=== Problem description ===
The line containing "(trailing threaded-capture parameters" marks the end: restate word for word every line from the first line of the entries below through that one.

(Stored data entries)
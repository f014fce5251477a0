//! LLVM IR code generation.
//!
//! [`CodegenContext`] bundles the LLVM `Context`/`Module`/`Builder` with a
//! stack of lexical [`Scope`]s holding variable/function maps. Function
//! bodies are generated in two passes per lexical nesting level rather
//! than globally: every sibling local function at a given depth gets its
//! LLVM signature declared (trailing threaded-capture parameters
//! included) before any of their bodies are emitted, which is exactly
//! enough to support forward references and mutual recursion among
//! siblings.

pub mod call;
pub mod error;
pub mod expr;
pub mod library;
pub mod stmt;
pub mod target;
pub mod types;

use std::cell::{Cell, RefCell};
use std::collections::HashMap;
use std::rc::Rc;

use inkwell::context::Context;
use inkwell::module::Module;
use inkwell::passes::PassManager;
use inkwell::values::{FunctionValue, GlobalValue, PointerValue};
use inkwell::AddressSpace;

use crate::ast::{ArrayShape, PassingMode, PrimitiveType};
use crate::semantic::typed::{TypedFunctionDef, TypedLocalDef, TypedParam, TypedProgram};

pub use error::CodegenError;

/// The LLVM signature and threading metadata for one Grace function,
/// shared by every call site that resolves to it.
pub struct FunctionInfo<'ctx> {
    pub llvm: FunctionValue<'ctx>,
    pub return_type: PrimitiveType,
    pub params: Vec<TypedParam>,
    pub captures: Vec<String>,
}

/// The address (and element type/shape, for bounds-free GEP arithmetic)
/// backing one variable, parameter, or threaded capture name. Always a
/// pointer to the *element* type: a scalar's own address, or an array's
/// first element, row-major.
#[derive(Clone)]
pub struct VarSlot<'ctx> {
    pub ptr: PointerValue<'ctx>,
    pub element_type: PrimitiveType,
    pub shape: ArrayShape,
}

#[derive(Default)]
struct Scope<'ctx> {
    variables: HashMap<String, VarSlot<'ctx>>,
    functions: HashMap<String, Rc<FunctionInfo<'ctx>>>,
}

pub struct CodegenContext<'ctx> {
    pub context: &'ctx Context,
    pub module: Module<'ctx>,
    pub builder: inkwell::builder::Builder<'ctx>,
    scopes: RefCell<Vec<Scope<'ctx>>>,
    current_function: RefCell<Option<FunctionValue<'ctx>>>,
    name_counter: Cell<u32>,
    string_literals: RefCell<HashMap<Vec<u8>, GlobalValue<'ctx>>>,
}

impl<'ctx> CodegenContext<'ctx> {
    fn new(context: &'ctx Context, module_name: &str) -> Self {
        CodegenContext {
            context,
            module: context.create_module(module_name),
            builder: context.create_builder(),
            scopes: RefCell::new(Vec::new()),
            current_function: RefCell::new(None),
            name_counter: Cell::new(0),
            string_literals: RefCell::new(HashMap::new()),
        }
    }

    fn push_scope(&self) {
        self.scopes.borrow_mut().push(Scope::default());
    }

    fn pop_scope(&self) {
        self.scopes.borrow_mut().pop();
    }

    fn insert_variable(&self, name: &str, slot: VarSlot<'ctx>) {
        self.scopes
            .borrow_mut()
            .last_mut()
            .expect("a scope must be open")
            .variables
            .insert(name.to_string(), slot);
    }

    fn insert_function(&self, name: &str, info: Rc<FunctionInfo<'ctx>>) {
        self.scopes
            .borrow_mut()
            .last_mut()
            .expect("a scope must be open")
            .functions
            .insert(name.to_string(), info);
    }

    pub fn lookup_variable(&self, name: &str) -> Option<VarSlot<'ctx>> {
        self.scopes
            .borrow()
            .iter()
            .rev()
            .find_map(|s| s.variables.get(name).cloned())
    }

    pub fn lookup_function(&self, name: &str) -> Option<Rc<FunctionInfo<'ctx>>> {
        self.scopes
            .borrow()
            .iter()
            .rev()
            .find_map(|s| s.functions.get(name).cloned())
    }

    pub fn current_function(&self) -> FunctionValue<'ctx> {
        self.current_function
            .borrow()
            .as_ref()
            .copied()
            .expect("codegen is always invoked from within a function body")
    }

    fn fresh_name(&self, base: &str) -> String {
        let id = self.name_counter.get();
        self.name_counter.set(id + 1);
        format!("user__{base}${id}")
    }

    /// Interns a string literal as a deduplicated global constant and
    /// returns the pointer to its first byte.
    pub fn intern_string(&self, bytes: &[u8]) -> PointerValue<'ctx> {
        if let Some(existing) = self.string_literals.borrow().get(bytes) {
            return existing.as_pointer_value();
        }
        let mut with_nul = bytes.to_vec();
        with_nul.push(0);
        let const_str = self.context.const_string(&with_nul, false);
        let global = self.module.add_global(
            const_str.get_type(),
            Some(AddressSpace::default()),
            "str_literal",
        );
        global.set_initializer(&const_str);
        global.set_constant(true);
        global.set_linkage(inkwell::module::Linkage::Private);
        self.string_literals
            .borrow_mut()
            .insert(bytes.to_vec(), global);
        global.as_pointer_value()
    }
}

/// Declares the LLVM signature for one function definition: its own
/// parameters converted per `types::llvm_param_type`, plus one trailing
/// opaque pointer per name in `def.captures` (always by reference,
/// regardless of whether the captured name itself is a scalar or an
/// array -- argument threading always passes captures by address).
fn declare_function<'ctx>(
    ctx: &CodegenContext<'ctx>,
    def: &TypedFunctionDef,
    llvm_name: &str,
) -> FunctionInfo<'ctx> {
    let ptr_ty = ctx.context.ptr_type(AddressSpace::default());
    let mut param_types: Vec<inkwell::types::BasicMetadataTypeEnum<'ctx>> = def
        .header
        .params
        .iter()
        .map(|p| types::llvm_param_type(ctx.context, p.element_type, &p.shape, p.passing))
        .collect();
    param_types.extend(std::iter::repeat(ptr_ty.into()).take(def.captures.len()));

    let fn_type = match types::llvm_return_type(ctx.context, def.header.return_type) {
        Some(ret) => ret.fn_type(&param_types, false),
        None => ctx.context.void_type().fn_type(&param_types, false),
    };
    let llvm = ctx.module.add_function(llvm_name, fn_type, None);

    for (i, param) in def.header.params.iter().enumerate() {
        llvm.get_nth_param(i as u32)
            .expect("declared parameter")
            .set_name(&param.name);
    }
    for (i, name) in def.captures.iter().enumerate() {
        llvm.get_nth_param((def.header.params.len() + i) as u32)
            .expect("declared trailing capture parameter")
            .set_name(&format!("cap_{name}"));
    }

    FunctionInfo {
        llvm,
        return_type: def.header.return_type,
        params: def.header.params.clone(),
        captures: def.captures.clone(),
    }
}

/// Emits one function's body. `is_outermost` selects the "nothing"-return
/// fallback terminator convention and is otherwise unused -- the
/// outermost function is wrapped into a real `main` by [`codegen_program`].
fn codegen_function_body<'ctx>(
    ctx: &CodegenContext<'ctx>,
    def: &TypedFunctionDef,
    info: Rc<FunctionInfo<'ctx>>,
) -> Result<(), CodegenError> {
    let previous_function = ctx.current_function.replace(Some(info.llvm));
    ctx.push_scope();

    let entry = ctx.context.append_basic_block(info.llvm, "entry");
    ctx.builder.position_at_end(entry);

    for (i, param) in def.header.params.iter().enumerate() {
        let incoming = info.llvm.get_nth_param(i as u32).expect("declared parameter");
        let ptr = if param.shape.is_scalar() && param.passing == PassingMode::ByValue {
            let scalar_ty = types::llvm_scalar_type(ctx.context, param.element_type);
            let alloca = ctx
                .builder
                .build_alloca(scalar_ty, &param.name)
                .map_err(|e| CodegenError::new(e.to_string()))?;
            ctx.builder
                .build_store(alloca, incoming)
                .map_err(|e| CodegenError::new(e.to_string()))?;
            alloca
        } else {
            incoming.into_pointer_value()
        };
        ctx.insert_variable(
            &param.name,
            VarSlot {
                ptr,
                element_type: param.element_type,
                shape: param.shape.clone(),
            },
        );
    }

    for (i, name) in def.captures.iter().enumerate() {
        let slot = ctx
            .lookup_variable(name)
            .ok_or_else(|| CodegenError::new(format!("capture '{name}' not visible to declare")))?;
        let incoming = info
            .llvm
            .get_nth_param((def.header.params.len() + i) as u32)
            .expect("declared trailing capture parameter")
            .into_pointer_value();
        ctx.insert_variable(
            name,
            VarSlot {
                ptr: incoming,
                element_type: slot.element_type,
                shape: slot.shape,
            },
        );
    }

    for local in &def.locals {
        if let TypedLocalDef::Variable {
            name,
            element_type,
            shape,
        } = local
        {
            let ptr = alloc_local(ctx, *element_type, shape)?;
            ctx.insert_variable(
                name,
                VarSlot {
                    ptr,
                    element_type: *element_type,
                    shape: shape.clone(),
                },
            );
        }
    }

    let mut nested: Vec<(&TypedFunctionDef, Rc<FunctionInfo<'ctx>>)> = Vec::new();
    for local in &def.locals {
        if let TypedLocalDef::FunctionDefinition(child) = local {
            let llvm_name = ctx.fresh_name(&child.header.name);
            let child_info = Rc::new(declare_function(ctx, child, &llvm_name));
            ctx.insert_function(&child.header.name, child_info.clone());
            nested.push((child, child_info));
        }
    }

    let saved_block = ctx.builder.get_insert_block().expect("entry block is current");
    for (child, child_info) in nested {
        codegen_function_body(ctx, child, child_info)?;
    }
    ctx.builder.position_at_end(saved_block);

    let mut terminated = false;
    for stmt in &def.body {
        if stmt::lower_stmt(ctx, stmt)? {
            terminated = true;
            break;
        }
    }
    if !terminated {
        emit_fallback_terminator(ctx, def.header.return_type)?;
    }

    ctx.pop_scope();
    ctx.current_function.replace(previous_function);
    Ok(())
}

fn alloc_local<'ctx>(
    ctx: &CodegenContext<'ctx>,
    element_type: PrimitiveType,
    shape: &ArrayShape,
) -> Result<PointerValue<'ctx>, CodegenError> {
    let scalar_ty = types::llvm_scalar_type(ctx.context, element_type);
    if shape.is_scalar() {
        return ctx
            .builder
            .build_alloca(scalar_ty, "local")
            .map_err(|e| CodegenError::new(e.to_string()));
    }
    let total: u32 = shape.dims.iter().product();
    let array_ty = scalar_ty.array_type(total.max(1));
    let alloca = ctx
        .builder
        .build_alloca(array_ty, "local_arr")
        .map_err(|e| CodegenError::new(e.to_string()))?;
    let zero = ctx.context.i32_type().const_int(0, false);
    unsafe {
        ctx.builder
            .build_gep(array_ty, alloca, &[zero, zero], "arr_decay")
            .map_err(|e| CodegenError::new(e.to_string()))
    }
}

/// The original compiler's terminator-synthesis fallback for a function
/// whose last textual statement isn't a `return` that every path reaches:
/// `RetVoid` for `nothing`, `c32(0)`/`c8(0)` otherwise. Semantic analysis
/// already rejects a `nothing`-producing function missing a `return`
/// entirely, so this only ever fires on an unreachable fallthrough block
/// LLVM's verifier still requires a terminator for.
fn emit_fallback_terminator<'ctx>(
    ctx: &CodegenContext<'ctx>,
    return_type: PrimitiveType,
) -> Result<(), CodegenError> {
    let result = match return_type {
        PrimitiveType::Nothing => ctx.builder.build_return(None),
        PrimitiveType::Int => {
            let zero = ctx.context.i32_type().const_int(0, false);
            ctx.builder.build_return(Some(&zero))
        }
        PrimitiveType::Char => {
            let zero = ctx.context.i8_type().const_int(0, false);
            ctx.builder.build_return(Some(&zero))
        }
    };
    result.map(|_| ()).map_err(|e| CodegenError::new(e.to_string()))
}

/// Generates the whole module: the runtime library prototypes, the
/// outermost Grace function as `user_main`, and a real C `main` that
/// calls it and returns `0` -- needed because Grace's entry point always
/// declares return type `nothing` while a process entry point must
/// return `int`.
pub fn codegen_program(program: &TypedProgram, module_name: &str) -> Result<String, CodegenError> {
    Ok(emit(program, module_name, true)?.ir)
}

/// Both artifacts the driver's default output mode writes: textual LLVM
/// IR (`.imm`) and target assembly (`.asm`).
pub struct EmitOutput {
    pub ir: String,
    pub asm: String,
}

/// Generates the whole module -- the runtime library prototypes, every
/// user function (outermost function as `user_main`), and a real C `main`
/// that calls it and returns `0` -- then renders both output artifacts.
/// `optimize` selects whether the fixed pipeline (`run_optimizations`)
/// runs before emission, matching the CLI's `-O`/`--no-optimize` flag.
pub fn emit(program: &TypedProgram, module_name: &str, optimize: bool) -> Result<EmitOutput, CodegenError> {
    let context = Context::create();
    let ctx = CodegenContext::new(&context, module_name);
    library::declare_library(&ctx);

    ctx.push_scope(); // outermost file-level scope holding only `main`
    let main_info = Rc::new(declare_function(&ctx, &program.main, "user_main"));
    ctx.insert_function("main", main_info.clone());
    codegen_function_body(&ctx, &program.main, main_info.clone())?;

    let entry_type = ctx.context.i32_type().fn_type(&[], false);
    let entry = ctx.module.add_function("main", entry_type, None);
    let entry_block = ctx.context.append_basic_block(entry, "entry");
    ctx.builder.position_at_end(entry_block);
    ctx.builder
        .build_call(main_info.llvm, &[], "call_user_main")
        .map_err(|e| CodegenError::new(e.to_string()))?;
    let zero = ctx.context.i32_type().const_int(0, false);
    ctx.builder
        .build_return(Some(&zero))
        .map_err(|e| CodegenError::new(e.to_string()))?;
    ctx.pop_scope();

    if optimize {
        run_optimizations(&ctx.module);
    }

    ctx.module
        .verify()
        .map_err(|e| CodegenError::new(format!("module failed IR verification: {e}")))?;

    let ir = ctx.module.print_to_string().to_string();
    let asm = target::assembly_for_module(&ctx.module)?;
    Ok(EmitOutput { ir, asm })
}

/// The fixed optimization pipeline: promote allocas to registers, then
/// the handful of cleanups that most directly pay for argument-threaded
/// closures' extra loads/stores, via `inkwell::passes::PassManager`.
fn run_optimizations(module: &Module) {
    let fpm = PassManager::create(module);
    fpm.add_promote_memory_to_register_pass();
    fpm.add_reassociate_pass();
    fpm.add_gvn_pass();
    fpm.add_cfg_simplification_pass();
    fpm.initialize();
    let mut function = module.get_first_function();
    while let Some(f) = function {
        fpm.run_on(&f);
        function = f.get_next_function();
    }
    fpm.finalize();
}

=== Exercise response ===
repository f014fce5251477a0
//! LLVM IR code generation.
//!
//! [`CodegenContext`] bundles the LLVM `Context`/`Module`/`Builder` with a
//! stack of lexical [`Scope`]s holding variable/function maps. Function
//! bodies are generated in two passes per lexical nesting level rather
//! than globally: every sibling local function at a given depth gets its
//! LLVM signature declared (trailing threaded-capture parameters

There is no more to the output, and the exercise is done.